Get counsel before the next agent ships

This is not a matter for the machine learning team or the vendor selection committee. It is a question of agency law, contract formation, insurance coverage, and regulatory classification. All of them active doctrinal debates, none of them settled, all of them running on your facts in real time.

Before you deploy the next agent, before you expand the scope of an existing one, before you connect an agent to a new tool, a new credential, or a new counterparty-facing channel, get counsel in the room.

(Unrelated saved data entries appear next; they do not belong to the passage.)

//! Data-plane library for the oracle: exchange adapters, validation, aggregation,
//! caching, and the data manager that wires them together. The HTTP surface lives
//! in the separate `oracle-server` binary crate; nothing here depends on hyper.

pub mod adapter;
pub mod aggregation;
pub mod cache;
pub mod circuit_breaker;
pub mod config;
pub mod data_manager;
pub mod error;
pub mod log_throttle;
#[cfg(feature = "metrics")]
pub mod metrics;
pub mod rate_limit;
pub mod registry;
pub mod types;
pub mod validator;

pub use adapter::{AdapterCapabilities, AdapterEvent, ExchangeAdapter, VenueHealth};
pub use aggregation::AggregationEngine;
pub use cache::Cache;
pub use config::OracleConfig;
pub use data_manager::{DataManager, ManagerEvent};
pub use error::{OracleError, Result};
pub use registry::AdapterRegistry;
pub use types::{now_ms, AggregatedPrice, Category, FeedId, PriceObservation, VolumeObservation};

use std::sync::Arc;

use tokio::sync::mpsc;

use adapter::venues::{binance, coinbase, cryptocom, kraken, okx, tier2};
pub use rate_limit::RateLimiter;

/// Everything needed to run the data plane: the registry (for `findBestAdapter`
/// lookups), the aggregation engine (for consensus + cache), and the data manager
/// (for lifecycle/health orchestration). Construct with [`build`] and hand the
/// pieces to the HTTP layer.
pub struct OraclePipeline {
    pub registry: Arc<AdapterRegistry>,
    pub aggregation: Arc<AggregationEngine>,
    pub data_manager: Arc<DataManager>,
    pub cache: Arc<Cache>,
    pub rate_limiter: Arc<RateLimiter>,
    #[cfg(feature = "metrics")]
    pub metrics: Arc<metrics::OracleMetrics>,
}

/// Builds the full pipeline and registers and connects the six built-in adapters
/// (spec §4.2: five streaming venues plus one tier-2 pull aggregator). Feed
/// subscriptions are a separate step -- callers drive those via `data_manager`
/// once the HTTP layer (or whatever else) knows which feeds are wanted.
pub async fn build(config: OracleConfig) -> (OraclePipeline, mpsc::Receiver<ManagerEvent>) {
    let registry = Arc::new(AdapterRegistry::new());
    let cache = Arc::new(Cache::new(config.cache_ttl_ms));
    let aggregation = Arc::new(AggregationEngine::new(config.clone(), cache.clone()));
    let rate_limiter = Arc::new(RateLimiter::default());

    let (data_manager, manager_events) =
        DataManager::new(config, registry.clone(), aggregation.clone());
    let data_manager = Arc::new(data_manager);

    let venues: Vec<(&str, mpsc::Receiver<AdapterEvent>, Arc<dyn ExchangeAdapter>)> = {
        let mut built = Vec::new();
        let (tx, rx) = mpsc::channel(1024);
        built.push(("binance", rx, Arc::new(binance::new_adapter(tx, rate_limiter.clone())) as Arc<dyn ExchangeAdapter>));
        let (tx, rx) = mpsc::channel(1024);
        built.push(("coinbase", rx, Arc::new(coinbase::new_adapter(tx, rate_limiter.clone())) as Arc<dyn ExchangeAdapter>));
        let (tx, rx) = mpsc::channel(1024);
        built.push(("kraken", rx, Arc::new(kraken::new_adapter(tx, rate_limiter.clone())) as Arc<dyn ExchangeAdapter>));
        let (tx, rx) = mpsc::channel(1024);
        built.push(("okx", rx, Arc::new(okx::new_adapter(tx, rate_limiter.clone())) as Arc<dyn ExchangeAdapter>));
        let (tx, rx) = mpsc::channel(1024);
        built.push(("cryptocom", rx, Arc::new(cryptocom::new_adapter(tx, rate_limiter.clone())) as Arc<dyn ExchangeAdapter>));
        let (tx, rx) = mpsc::channel(1024);
        built.push(("tier2-aggregator", rx, Arc::new(tier2::new_adapter(tx, rate_limiter.clone())) as Arc<dyn ExchangeAdapter>));
        built
    };

    for (name, events, adapter) in venues {
        if let Err(e) = data_manager.add_data_source(name, adapter, events).await {
            tracing::error!(adapter = name, error = %e, "failed to register built-in adapter");
        }
    }

    #[cfg(feature = "metrics")]
    let metrics = Arc::new(metrics::OracleMetrics::new(
        cache.clone(),
        registry.clone(),
        data_manager.clone(),
    ));

    (
        OraclePipeline {
            registry,
            aggregation,
            data_manager,
            cache,
            rate_limiter,
            #[cfg(feature = "metrics")]
            metrics,
        },
        manager_events,
    )
}
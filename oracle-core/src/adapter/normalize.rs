//! Frame parsing results and normalization math shared by every venue (spec §4.1
//! "Normalization", §8 "Boundary behavior"). Generalizes the teacher's hand-rolled
//! `validateResponse`/`normalizePrice` type guards into a closed sum type, per the
//! spec §9 "Dynamic typing of wire frames -> sum types" design note.

use tokio_tungstenite::tungstenite::Message;

use crate::types::PriceObservation;

/// Raw timestamp as it appeared on the wire, before normalization.
#[derive(Debug, Clone)]
pub enum RawTimestamp {
    /// Epoch value of unknown scale (spec §8: ">1e12 as ms, <=1e12 as s*1000").
    Numeric(f64),
    /// ISO-8601 string (Coinbase).
    Iso(String),
}

/// A venue's inbound ticker frame, after venue-specific parsing but before
/// normalization into a [`PriceObservation`].
#[derive(Debug, Clone)]
pub struct TickerFrame {
    pub symbol: String,
    pub last_price: String,
    pub bid: Option<String>,
    pub ask: Option<String>,
    pub volume: Option<String>,
    pub timestamp: Option<RawTimestamp>,
}

/// The closed set of inbound frame variants every venue parser produces (spec §9).
#[derive(Debug, Clone)]
pub enum ParsedFrame {
    Ticker(TickerFrame),
    /// A batch of tickers in one frame (Binance's `!ticker@arr` all-tickers stream).
    Tickers(Vec<TickerFrame>),
    SubscriptionAck,
    Heartbeat,
    Error(String),
    /// Frame recognized but not semantically interesting (e.g. a system status
    /// message); neither a dropped frame nor an error.
    Ignore,
    /// Frame demands an immediate reply on the same socket (Crypto.com's
    /// `public/heartbeat` echo, spec §4.2 "must reply to public/heartbeat").
    Respond(Message),
}

/// `validateResponse(raw)` from spec §4.1: non-empty symbol, numeric parsable
/// price, plausible (non-negative, non-absurd) timestamp.
pub fn validate_frame(frame: &TickerFrame) -> bool {
    if frame.symbol.trim().is_empty() {
        return false;
    }
    let price: Result<f64, _> = frame.last_price.parse();
    match price {
        Ok(p) if p.is_finite() && p > 0.0 => {}
        _ => return false,
    }
    true
}

/// Timestamp normalization (spec §4.1, §8): numeric scale detection, clock-skew
/// substitution beyond 10 minutes, and a safe fallback to `now` for anything
/// unparsable.
pub fn normalize_timestamp(raw: Option<&RawTimestamp>, now_ms: i64) -> i64 {
    const SKEW_TOLERANCE_MS: i64 = 10 * 60 * 1000;
    let candidate = match raw {
        Some(RawTimestamp::Numeric(n)) => {
            if *n > 1e12 {
                Some(*n as i64)
            } else if *n > 0.0 {
                Some((*n * 1000.0) as i64)
            } else {
                None
            }
        }
        Some(RawTimestamp::Iso(s)) => chrono::DateTime::parse_from_rfc3339(s)
            .ok()
            .map(|dt| dt.timestamp_millis()),
        None => None,
    };
    match candidate {
        Some(ms) if (now_ms - ms).abs() <= SKEW_TOLERANCE_MS => ms,
        _ => now_ms,
    }
}

/// `calculateSpreadPercent` from spec §8: `(ask - bid) / price * 100`, 0 when
/// `bid == ask`, never negative.
pub fn calculate_spread_percent(bid: f64, ask: f64, price: f64) -> f64 {
    if price <= 0.0 {
        return 0.0;
    }
    ((ask - bid) / price * 100.0).max(0.0)
}

/// Confidence seeding and adjustment from spec §4.1: seeded at 1.0, latency
/// penalty, volume bonus, spread penalty, clamped to [0,1].
pub fn compute_confidence(latency_ms: f64, volume: Option<f64>, spread_pct: f64) -> f64 {
    let latency_penalty = (latency_ms / 1000.0).min(0.5).max(0.0);
    let volume_bonus = volume
        .filter(|v| *v > 0.0)
        .map(|v| (v.log10() / 10.0).min(0.2).max(0.0))
        .unwrap_or(0.0);
    let spread_penalty = (spread_pct / 10.0).min(0.5).max(0.0);
    (1.0 - latency_penalty + volume_bonus - spread_penalty).clamp(0.0, 1.0)
}

/// `normalizePrice(raw) -> PriceObservation` (spec §4.1). Returns `None` if the
/// frame must be dropped (price not finite and positive).
pub fn normalize_price(frame: &TickerFrame, source: &str, now_ms: i64) -> Option<PriceObservation> {
    if !validate_frame(frame) {
        return None;
    }
    let price: f64 = frame.last_price.parse().ok()?;
    if !price.is_finite() || price <= 0.0 {
        return None;
    }
    let timestamp = normalize_timestamp(frame.timestamp.as_ref(), now_ms);
    let latency_ms = (now_ms - timestamp).max(0) as f64;
    let volume: Option<f64> = frame.volume.as_deref().and_then(|v| v.parse().ok());
    let spread_pct = match (
        frame.bid.as_deref().and_then(|b| b.parse::<f64>().ok()),
        frame.ask.as_deref().and_then(|a| a.parse::<f64>().ok()),
    ) {
        (Some(bid), Some(ask)) => calculate_spread_percent(bid, ask, price),
        _ => 0.0,
    };
    let confidence = compute_confidence(latency_ms, volume, spread_pct);
    Some(PriceObservation {
        symbol: frame.symbol.clone(),
        price,
        timestamp,
        source: source.to_string(),
        volume,
        confidence,
    })
}

#[cfg(test)]
mod tests {
    use super::*;

    #[test]
    fn spread_zero_when_bid_equals_ask() {
        assert_eq!(calculate_spread_percent(100.0, 100.0, 100.0), 0.0);
    }

    #[test]
    fn spread_extreme_case_matches_spec_example() {
        assert!((calculate_spread_percent(50.0, 150.0, 100.0) - 100.0).abs() < 1e-9);
    }

    #[test]
    fn spread_never_negative() {
        assert_eq!(calculate_spread_percent(150.0, 50.0, 100.0), 0.0);
    }

    #[test]
    fn numeric_timestamp_over_1e12_treated_as_millis() {
        let now = 1_700_000_000_000;
        let ts = normalize_timestamp(Some(&RawTimestamp::Numeric(1_699_999_999_000.0)), now);
        assert_eq!(ts, 1_699_999_999_000);
    }

    #[test]
    fn numeric_timestamp_at_or_below_1e12_treated_as_seconds() {
        let now = 1_700_000_000_000;
        let ts = normalize_timestamp(Some(&RawTimestamp::Numeric(1_699_999_999.0)), now);
        assert_eq!(ts, 1_699_999_999_000);
    }

    #[test]
    fn missing_timestamp_falls_back_to_now() {
        let now = 1_700_000_000_000;
        assert_eq!(normalize_timestamp(None, now), now);
    }

    #[test]
    fn clock_skew_beyond_tolerance_substitutes_now() {
        let now = 1_700_000_000_000;
        let far_future = now + 20 * 60 * 1000;
        let ts = normalize_timestamp(Some(&RawTimestamp::Numeric(far_future as f64)), now);
        assert_eq!(ts, now);
    }

    #[test]
    fn iso_timestamp_parses() {
        let now = chrono::Utc::now().timestamp_millis();
        let iso = chrono::Utc::now().to_rfc3339();
        let ts = normalize_timestamp(Some(&RawTimestamp::Iso(iso)), now);
        assert!((now - ts).abs() < 5000);
    }

    #[test]
    fn validate_rejects_empty_symbol() {
        let f = TickerFrame {
            symbol: "".into(),
            last_price: "100".into(),
            bid: None,
            ask: None,
            volume: None,
            timestamp: None,
        };
        assert!(!validate_frame(&f));
    }

    #[test]
    fn validate_rejects_non_numeric_price() {
        let f = TickerFrame {
            symbol: "BTC/USDT".into(),
            last_price: "not-a-number".into(),
            bid: None,
            ask: None,
            volume: None,
            timestamp: None,
        };
        assert!(!validate_frame(&f));
    }

    #[test]
    fn normalize_price_drops_non_positive() {
        let f = TickerFrame {
            symbol: "BTC/USDT".into(),
            last_price: "-5".into(),
            bid: None,
            ask: None,
            volume: None,
            timestamp: None,
        };
        assert!(normalize_price(&f, "binance", 0).is_none());
    }

    #[test]
    fn normalize_price_happy_path_matches_s1_scenario() {
        let now = 1_700_000_000_000;
        let f = TickerFrame {
            symbol: "BTC/USDT".into(),
            last_price: "50000.00".into(),
            bid: Some("49999.00".into()),
            ask: Some("50001.00".into()),
            volume: Some("1000.0".into()),
            timestamp: Some(RawTimestamp::Numeric(now as f64)),
        };
        let obs = normalize_price(&f, "binance", now).unwrap();
        assert_eq!(obs.price, 50000.0);
        assert_eq!(obs.source, "binance");
        assert!(obs.confidence > 0.9);
    }
}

Not after. Not when the incident happens. Not when the plaintiff files. The contract your agent is about to sign is the contract you will be asked to explain; the explanation is a legal document, and it gets drafted once, before it is needed.

The cost of that work is a small fraction of the first meaningful loss.

A closing thought

Who owns your agent?

You do. Every tool call, every output, every signature, every contract it forms on your behalf, every apparent authority it projects, every ratification your team inadvertently closes.

The agent is autonomous. The accountability is not.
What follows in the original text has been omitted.